Evaluating polynomials is an essential skill in algebra, helping determine the value of a polynomial function for a specific input. This process involves substituting a given value for the variable in a polynomial expression and simplifying.
For example, when evaluating the polynomial \( P(x) = x^2 + 5x + 6 \) at \( x = -2 \), we substitute \( -2 \) into the polynomial. This substitution turns the expression into \( P(-2) = (-2)^2 + 5(-2) + 6 \).

• Calculate \( (-2)^2 = 4 \).
• Compute \( 5(-2) = -10 \).
• Add the constants: \( 4 - 10 + 6 \).

Combining these, we find that \( P(-2) = 0 \). This means \( P(x) \) evaluates to 0 when \( x = -2 \), showing us how polynomial evaluation can confirm our result using synthetic division.

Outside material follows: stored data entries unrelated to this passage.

//! Streaming Remote CLI
//!
//! Connects to a server, runs one command and exits. `watch` stays
//! connected and prints events until interrupted.

use std::path::PathBuf;
use std::process::ExitCode;
use std::time::Duration;

use anyhow::Context;
use clap::{Parser, Subcommand};
use crypto_session::KdfParams;
use net_transport::{
    FramedConnection, HandshakeOptions, TransportError, connect_tcp, connect_websocket,
};
use remote_rpc::{ClientOptions, RpcClient};
use secrecy::SecretString;
use shared_protocol::{Output, Scene};
use tracing::debug;

#[derive(Parser, Debug)]
#[command(name = "remote-cli", about = "Control streaming software remotely")]
struct Args {
    /// WebSocket URL of the server
    #[arg(long, default_value = "ws://127.0.0.1:9002")]
    url: String,

    /// Connect over TCP to HOST:PORT instead of WebSocket
    #[arg(long, conflicts_with = "socket")]
    tcp: Option<String>,

    /// Connect to a local Unix socket instead of WebSocket
    #[arg(long)]
    socket: Option<PathBuf>,

    #[arg(long, env = "STREAMING_REMOTE_PASSWORD", hide_env_values = true)]
    password: String,

    /// Argon2id memory cost in KiB; must match the server
    #[arg(long, default_value_t = KdfParams::interactive().memory_kib)]
    kdf_memory_kib: u32,

    /// Argon2id passes; must match the server
    #[arg(long, default_value_t = KdfParams::interactive().passes)]
    kdf_passes: u32,

    /// Argon2id lanes; must match the server
    #[arg(long, default_value_t = KdfParams::interactive().lanes)]
    kdf_lanes: u32,

    /// Handshake timeout in seconds
    #[arg(long, default_value_t = 10)]
    handshake_timeout: u64,

    /// Per-call timeout in seconds (0 waits forever)
    #[arg(long, default_value_t = 30)]
    call_timeout: u64,

    #[command(subcommand)]
    command: Command,
}

#[derive(Subcommand, Debug)]
enum Command {
    /// List outputs
    Outputs,
    /// List scenes
    Scenes,
    /// Start an output
    Start { id: String },
    /// Stop an output
    Stop { id: String },
    /// Set an output's delay
    SetDelay { id: String, seconds: i64 },
    /// Switch to a scene
    Activate { id: String },
    /// Print events until interrupted
    Watch,
}

#[tokio::main]
async fn main() -> ExitCode {
    tracing_subscriber::fmt()
        .with_writer(std::io::stderr)
        .with_env_filter(
            tracing_subscriber::EnvFilter::try_from_default_env()
                .unwrap_or_else(|_| tracing_subscriber::EnvFilter::new("warn")),
        )
        .init();

    let args = Args::parse();
    match run(args).await {
        Ok(()) => ExitCode::SUCCESS,
        Err(e) => {
            eprintln!("error: {e:#}");
            let auth = e
                .downcast_ref::<TransportError>()
                .is_some_and(TransportError::is_authentication_failure);
            if auth {
                eprintln!("(is the password correct?)");
                ExitCode::from(2)
            } else {
                ExitCode::FAILURE
            }
        }
    }
}

async fn open(args: &Args) -> anyhow::Result<FramedConnection> {
    if let Some(addr) = &args.tcp {
        debug!("Connecting over TCP to {}", addr);
        return connect_tcp(addr.as_str())
            .await
            .with_context(|| format!("connecting to {addr}"));
    }

    if let Some(path) = &args.socket {
        #[cfg(unix)]
        {
            debug!("Connecting to local socket {}", path.display());
            return net_transport::connect_unix(path)
                .await
                .with_context(|| format!("connecting to {}", path.display()));
        }
        #[cfg(not(unix))]
        anyhow::bail!("local sockets are not supported here: {}", path.display());
    }

    debug!("Connecting over WebSocket to {}", args.url);
    connect_websocket(&args.url)
        .await
        .with_context(|| format!("connecting to {}", args.url))
}

async fn run(args: Args) -> anyhow::Result<()> {
    let conn = open(&args).await?;

    let handshake = HandshakeOptions {
        kdf: KdfParams {
            memory_kib: args.kdf_memory_kib,
            passes: args.kdf_passes,
            lanes: args.kdf_lanes,
        },
        timeout: Some(Duration::from_secs(args.handshake_timeout)),
    };
    let options = ClientOptions {
        call_timeout: (args.call_timeout > 0).then(|| Duration::from_secs(args.call_timeout)),
    };
    let password = SecretString::from(args.password);

    // Handshake errors stay a TransportError so main can classify them.
    let client = RpcClient::connect(conn, &password, &handshake, options).await?;
    client.ready().await?;

    match args.command {
        Command::Outputs => {
            let mut outputs: Vec<Output> = client.get_outputs().await?.into_values().collect();
            outputs.sort_by(|a, b| a.id.cmp(&b.id));
            for output in outputs {
                print_output(&output);
            }
        }
        Command::Scenes => {
            let mut scenes: Vec<Scene> = client.get_scenes().await?.into_values().collect();
            scenes.sort_by(|a, b| a.id.cmp(&b.id));
            for scene in scenes {
                let marker = if scene.active { "*" } else { " " };
                println!("{marker} {:<16} {}", scene.id, scene.name);
            }
        }
        Command::Start { id } => client.start_output(&id).await?,
        Command::Stop { id } => client.stop_output(&id).await?,
        Command::SetDelay { id, seconds } => client.set_delay(&id, seconds).await?,
        Command::Activate { id } => client.activate_scene(&id).await?,
        Command::Watch => {
            let _outputs = client.on_output_state_changed(|id, state| {
                println!("output {id} is now {state}");
            });
            let _scenes = client.on_current_scene_changed(|id| {
                println!("scene {id} is now active");
            });

            tokio::select! {
                _ = tokio::signal::ctrl_c() => {}
                reason = client.closed() => {
                    anyhow::bail!("session ended: {reason}");
                }
            }
        }
    }

    client.close().await;
    Ok(())
}

fn print_output(output: &Output) {
    let delay = output
        .delay_seconds
        .map(|s| format!("{s}s delay"))
        .unwrap_or_default();
    println!(
        "{:<16} {:<24} {:<16} {:<10} {}",
        output.id, output.name, output.output_type, output.state, delay
    );
}
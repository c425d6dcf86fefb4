//! RPC method and notification names, and their parameter payloads

use serde::{Deserialize, Serialize};

use crate::OutputState;

/// List outputs: `null → {id: Output}`
pub const OUTPUTS_GET: &str = "outputs/get";
/// Start an output: `{id} → null`
pub const OUTPUTS_START: &str = "outputs/start";
/// Stop an output: `{id} → null`
pub const OUTPUTS_STOP: &str = "outputs/stop";
/// Set an output's delay: `{id, seconds} → null`
pub const OUTPUTS_SET_DELAY: &str = "outputs/setDelay";
/// List scenes: `null → {id: Scene}`
pub const SCENES_GET: &str = "scenes/get";
/// Switch to a scene: `{id} → null`
pub const SCENES_ACTIVATE: &str = "scenes/activate";

/// Session is ready (no params)
pub const HELLO: &str = "hello";
/// `{id, state}`
pub const OUTPUT_STATE_CHANGED: &str = "outputs/stateChanged";
/// `{id}`
pub const CURRENT_SCENE_CHANGED: &str = "scenes/currentSceneChanged";

/// Params for methods addressing a single output or scene
#[derive(Debug, Clone, PartialEq, Eq, Serialize, Deserialize)]
pub struct IdParams {
    pub id: String,
}

/// Params for `outputs/setDelay`
#[derive(Debug, Clone, PartialEq, Eq, Serialize, Deserialize)]
pub struct SetDelayParams {
    pub id: String,
    pub seconds: i64,
}

/// Payload of `outputs/stateChanged`
#[derive(Debug, Clone, PartialEq, Eq, Serialize, Deserialize)]
pub struct OutputStateChanged {
    pub id: String,
    pub state: OutputState,
}

/// Payload of `scenes/currentSceneChanged`
#[derive(Debug, Clone, PartialEq, Eq, Serialize, Deserialize)]
pub struct CurrentSceneChanged {
    pub id: String,
}
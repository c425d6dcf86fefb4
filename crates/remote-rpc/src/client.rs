//! Initiator-side RPC client
//!
//! One task owns the [`SecureReceiver`] and routes every incoming frame:
//! responses complete the pending call with the same id, notifications go
//! to the subscribers of their method.

use std::collections::HashMap;
use std::sync::Arc;
use std::time::Duration;

use dashmap::DashMap;
use net_transport::{
    FramedConnection, HandshakeOptions, SecureChannel, SecureReceiver, SecureSender,
    TransportResult,
};
use parking_lot::RwLock;
use secrecy::SecretString;
use serde::Serialize;
use serde::de::DeserializeOwned;
use serde_json::Value;
use shared_protocol::{
    CURRENT_SCENE_CHANGED, CurrentSceneChanged, HELLO, IdParams, OUTPUT_STATE_CHANGED,
    OUTPUTS_GET, OUTPUTS_SET_DELAY, OUTPUTS_START, OUTPUTS_STOP, Output, OutputState,
    OutputStateChanged, RpcMessage, SCENES_ACTIVATE, SCENES_GET, Scene, SetDelayParams,
};
use tokio::sync::{oneshot, watch};
use tokio::task::JoinHandle;
use tracing::{debug, info, warn};

use crate::{IdSequence, RpcError, RpcResult, Subscribers, Subscription};

/// Default per-call timeout
pub const DEFAULT_CALL_TIMEOUT: Duration = Duration::from_secs(30);

#[derive(Debug, Clone, Copy)]
pub struct ClientOptions {
    /// Fail a call with [`RpcError::Timeout`] if no response arrives in time.
    /// `None` waits until the session ends.
    pub call_timeout: Option<Duration>,
}

impl Default for ClientOptions {
    fn default() -> Self {
        Self {
            call_timeout: Some(DEFAULT_CALL_TIMEOUT),
        }
    }
}

#[derive(Debug, Clone)]
enum SessionState {
    Waiting,
    Ready,
    Closed(RpcError),
}

type PendingCalls = DashMap<String, oneshot::Sender<RpcResult<Value>>>;

struct Shared {
    sender: SecureSender,
    ids: IdSequence,
    pending: PendingCalls,
    subscribers: DashMap<String, Subscribers<Value>>,
    closed: RwLock<Option<RpcError>>,
    state: watch::Sender<SessionState>,
}

impl Shared {
    fn closed_reason(&self) -> Option<RpcError> {
        self.closed.read().clone()
    }

    fn dispatch(&self, frame: &[u8]) {
        let message = match RpcMessage::from_slice(frame) {
            Ok(message) => message,
            Err(e) => {
                warn!("Ignoring malformed message: {}", e);
                return;
            }
        };

        match message {
            RpcMessage::Notification { method, params } => {
                self.notify(&method, params.unwrap_or(Value::Null))
            }
            RpcMessage::Request { method, params, .. } => self.notify(&method, params),
            RpcMessage::SuccessResponse { id, result } => self.complete(&id, Ok(result)),
            RpcMessage::ErrorResponse { id, error } => {
                self.complete(&id, Err(RpcError::Remote(error)))
            }
        }
    }

    fn notify(&self, method: &str, params: Value) {
        if method == HELLO {
            self.state.send_if_modified(|state| {
                if matches!(state, SessionState::Waiting) {
                    *state = SessionState::Ready;
                    true
                } else {
                    false
                }
            });
        }

        // Emit outside the map guard so callbacks may subscribe.
        let subscribers = self.subscribers.get(method).map(|s| s.clone());
        match subscribers {
            Some(subscribers) => subscribers.emit(&params),
            None => debug!("No subscribers for {}", method),
        }
    }

    fn complete(&self, id: &str, result: RpcResult<Value>) {
        match self.pending.remove(id) {
            Some((_, tx)) => {
                let _ = tx.send(result);
            }
            None => debug!("Dropping response for unknown id {}", id),
        }
    }

    fn fail_all(&self, reason: RpcError) {
        *self.closed.write() = Some(reason.clone());
        self.state.send_replace(SessionState::Closed(reason.clone()));

        let ids: Vec<String> = self.pending.iter().map(|entry| entry.key().clone()).collect();
        for id in ids {
            if let Some((_, tx)) = self.pending.remove(&id) {
                let _ = tx.send(Err(reason.clone()));
            }
        }
    }
}

/// Removes a pending call when its future completes or is dropped.
struct PendingGuard<'a> {
    pending: &'a PendingCalls,
    id: String,
}

impl Drop for PendingGuard<'_> {
    fn drop(&mut self) {
        self.pending.remove(&self.id);
    }
}

async fn receive_loop(shared: Arc<Shared>, mut receiver: SecureReceiver) {
    let reason = loop {
        match receiver.recv().await {
            Ok(Some(frame)) => shared.dispatch(&frame),
            Ok(None) => break RpcError::TransportClosed,
            Err(e) => break RpcError::from(e),
        }
    };

    info!("Session ended: {}", reason);
    shared.fail_all(reason);
}

/// RPC client over an established secure channel.
pub struct RpcClient {
    shared: Arc<Shared>,
    options: ClientOptions,
    receive_task: JoinHandle<()>,
}

impl RpcClient {
    /// Start routing messages for an established channel.
    pub fn new(channel: SecureChannel, options: ClientOptions) -> Self {
        let (sender, receiver) = channel.split();
        let (state, _) = watch::channel(SessionState::Waiting);

        let shared = Arc::new(Shared {
            sender,
            ids: IdSequence::new(),
            pending: DashMap::new(),
            subscribers: DashMap::new(),
            closed: RwLock::new(None),
            state,
        });
        let receive_task = tokio::spawn(receive_loop(shared.clone(), receiver));

        Self {
            shared,
            options,
            receive_task,
        }
    }

    /// Handshake as initiator over `conn`, then start the client.
    pub async fn connect(
        conn: FramedConnection,
        password: &SecretString,
        handshake: &HandshakeOptions,
        options: ClientOptions,
    ) -> TransportResult<Self> {
        let channel = SecureChannel::connect(conn, password, handshake).await?;
        Ok(Self::new(channel, options))
    }

    /// Resolves once the server's `hello` arrived.
    pub async fn ready(&self) -> RpcResult<()> {
        let mut state = self.shared.state.subscribe();
        let state = state
            .wait_for(|s| !matches!(s, SessionState::Waiting))
            .await
            .map_err(|_| RpcError::TransportClosed)?;

        match &*state {
            SessionState::Closed(reason) => Err(reason.clone()),
            _ => Ok(()),
        }
    }

    /// Resolves with the reason once the session has ended.
    pub async fn closed(&self) -> RpcError {
        let mut state = self.shared.state.subscribe();
        let reason = match state
            .wait_for(|s| matches!(s, SessionState::Closed(_)))
            .await
        {
            Ok(state) => match &*state {
                SessionState::Closed(reason) => reason.clone(),
                _ => RpcError::TransportClosed,
            },
            Err(_) => RpcError::TransportClosed,
        };
        reason
    }

    /// Send a request and wait for its response.
    pub async fn call(&self, method: &str, params: Value) -> RpcResult<Value> {
        if let Some(reason) = self.shared.closed_reason() {
            return Err(reason);
        }

        let id = self.shared.ids.next();
        let (tx, rx) = oneshot::channel();
        self.shared.pending.insert(id.clone(), tx);
        let _guard = PendingGuard {
            pending: &self.shared.pending,
            id: id.clone(),
        };

        // The session may have failed between the check and the insert.
        if let Some(reason) = self.shared.closed_reason() {
            return Err(reason);
        }

        debug!(%id, method, "Sending call");
        let request = RpcMessage::request(id, method, params);
        self.shared.sender.send(&request.to_vec()).await?;

        let response = match self.options.call_timeout {
            Some(timeout) => tokio::time::timeout(timeout, rx)
                .await
                .map_err(|_| RpcError::Timeout {
                    method: method.to_string(),
                })?,
            None => rx.await,
        };

        response.unwrap_or(Err(RpcError::TransportClosed))
    }

    async fn call_typed<P, T>(&self, method: &str, params: P) -> RpcResult<T>
    where
        P: Serialize,
        T: DeserializeOwned,
    {
        let params =
            serde_json::to_value(params).map_err(|e| RpcError::Serialization(e.to_string()))?;
        let result = self.call(method, params).await?;

        serde_json::from_value(result).map_err(|e| RpcError::InvalidResult {
            method: method.to_string(),
            reason: e.to_string(),
        })
    }

    pub async fn get_outputs(&self) -> RpcResult<HashMap<String, Output>> {
        self.call_typed(OUTPUTS_GET, Value::Null).await
    }

    pub async fn get_scenes(&self) -> RpcResult<HashMap<String, Scene>> {
        self.call_typed(SCENES_GET, Value::Null).await
    }

    pub async fn set_delay(&self, id: &str, seconds: i64) -> RpcResult<()> {
        let params = SetDelayParams {
            id: id.to_string(),
            seconds,
        };
        self.call_ignoring_result(OUTPUTS_SET_DELAY, params).await
    }

    pub async fn start_output(&self, id: &str) -> RpcResult<()> {
        self.call_ignoring_result(OUTPUTS_START, IdParams { id: id.to_string() })
            .await
    }

    pub async fn stop_output(&self, id: &str) -> RpcResult<()> {
        self.call_ignoring_result(OUTPUTS_STOP, IdParams { id: id.to_string() })
            .await
    }

    pub async fn activate_scene(&self, id: &str) -> RpcResult<()> {
        self.call_ignoring_result(SCENES_ACTIVATE, IdParams { id: id.to_string() })
            .await
    }

    async fn call_ignoring_result<P: Serialize>(&self, method: &str, params: P) -> RpcResult<()> {
        let _: Value = self.call_typed(method, params).await?;
        Ok(())
    }

    /// Register a callback for every notification of `method`.
    pub fn subscribe(
        &self,
        method: &str,
        callback: impl Fn(&Value) + Send + Sync + 'static,
    ) -> Subscription {
        self.shared
            .subscribers
            .entry(method.to_string())
            .or_default()
            .subscribe(callback)
    }

    pub fn on_hello(&self, callback: impl Fn() + Send + Sync + 'static) -> Subscription {
        self.subscribe(HELLO, move |_| callback())
    }

    pub fn on_output_state_changed(
        &self,
        callback: impl Fn(&str, OutputState) + Send + Sync + 'static,
    ) -> Subscription {
        self.subscribe(OUTPUT_STATE_CHANGED, move |params| {
            match serde_json::from_value::<OutputStateChanged>(params.clone()) {
                Ok(change) => callback(&change.id, change.state),
                Err(e) => warn!("Ignoring malformed {}: {}", OUTPUT_STATE_CHANGED, e),
            }
        })
    }

    pub fn on_current_scene_changed(
        &self,
        callback: impl Fn(&str) + Send + Sync + 'static,
    ) -> Subscription {
        self.subscribe(CURRENT_SCENE_CHANGED, move |params| {
            match serde_json::from_value::<CurrentSceneChanged>(params.clone()) {
                Ok(change) => callback(&change.id),
                Err(e) => warn!("Ignoring malformed {}: {}", CURRENT_SCENE_CHANGED, e),
            }
        })
    }

    /// Close our direction; pending calls fail once the server hangs up.
    pub async fn close(&self) {
        self.shared.sender.close().await;
    }

    pub fn is_closed(&self) -> bool {
        self.shared.closed_reason().is_some()
    }

    /// Why the session ended, once it has.
    pub fn close_reason(&self) -> Option<RpcError> {
        self.shared.closed_reason()
    }
}

impl Drop for RpcClient {
    fn drop(&mut self) {
        self.receive_task.abort();
    }
}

The Remainder Theorem provides a quick way to evaluate polynomials. It states that the remainder of the division of a polynomial \( P(x) \) by \( (x - k) \) is the value of \( P(k) \). This theorem simplifies finding \( P(k) \) without directly evaluating the polynomial each time.
In the original exercise, by applying synthetic division to \( P(x) = x^2 + 5x + 6 \) with \( k = -2 \), we efficiently find \( P(-2) \).
Using synthetic division:

• The process starts with listing the polynomial's coefficients: \( 1, 5, 6 \).
• Perform divisions as per the synthetic division method.
• The remainder—\( 0 \) here—indicates \( P(-2) = 0 \).

Thus, the Remainder Theorem confirms if you've executed the steps correctly if the remainder equals \( P(k) \), saving time and effort during polynomial evaluation.

Polynomial coefficients are crucial components that affect the curve and shape of a polynomial's graph. In the polynomial \( P(x) = x^2 + 5x + 6 \), the coefficients are \( 1, \ 5, \) and \( 6 \). Each plays a specific role:

• The coefficient \( 1 \) is for \( x^2 \), indicating the quadratic term that shapes the parabolic curve.
• The coefficient \( 5 \) is for \( x \), contributing to the slope or tilt of the graph. It affects the direction of the curve's opening.
• The constant \( 6 \) shifts the graph vertically, affecting the position of the polynomial along the y-axis.

In synthetic division, these coefficients determine the calculations and results. As seen in the process, they were essential in each multiplication and addition step, ultimately finding the value of the polynomial at a given point.